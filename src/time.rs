//! Wall-clock access in nanoseconds since the UNIX epoch.
//!
//! Delegation expirations and certificate timestamps are both expressed in
//! nanoseconds, so every validity check goes through a [`Clock`].

use chrono::Utc;
use std::sync::atomic::{AtomicU64, Ordering};
use std::time::Duration;

/// Source of the current time.
pub trait Clock: Send + Sync {
    /// Current time in nanoseconds since the UNIX epoch.
    fn now_ns(&self) -> u64;
}

/// Clock backed by the system wall clock.
#[derive(Debug, Default, Clone, Copy)]
pub struct SystemClock;

impl Clock for SystemClock {
    fn now_ns(&self) -> u64 {
        // timestamp_nanos_opt only fails after the year 2262
        Utc::now()
            .timestamp_nanos_opt()
            .map(|ns| ns.max(0) as u64)
            .unwrap_or(u64::MAX)
    }
}

/// Manually driven clock, used by tests and replay tooling.
#[derive(Debug, Default)]
pub struct FixedClock {
    now: AtomicU64,
}

impl FixedClock {
    pub fn new(now_ns: u64) -> Self {
        Self {
            now: AtomicU64::new(now_ns),
        }
    }

    pub fn set(&self, now_ns: u64) {
        self.now.store(now_ns, Ordering::SeqCst);
    }

    pub fn advance(&self, by: Duration) {
        self.now
            .fetch_add(duration_ns(by), Ordering::SeqCst);
    }
}

impl Clock for FixedClock {
    fn now_ns(&self) -> u64 {
        self.now.load(Ordering::SeqCst)
    }
}

/// Saturating conversion of a [`Duration`] to nanoseconds.
pub fn duration_ns(duration: Duration) -> u64 {
    u64::try_from(duration.as_nanos()).unwrap_or(u64::MAX)
}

- _WHAT YOU WILL DO_: Isolate each line of the listing above that includes "since". Copy it.

- _TASK RESULT_:
//! Wall-clock access in nanoseconds since the UNIX epoch.
    /// Current time in nanoseconds since the UNIX epoch.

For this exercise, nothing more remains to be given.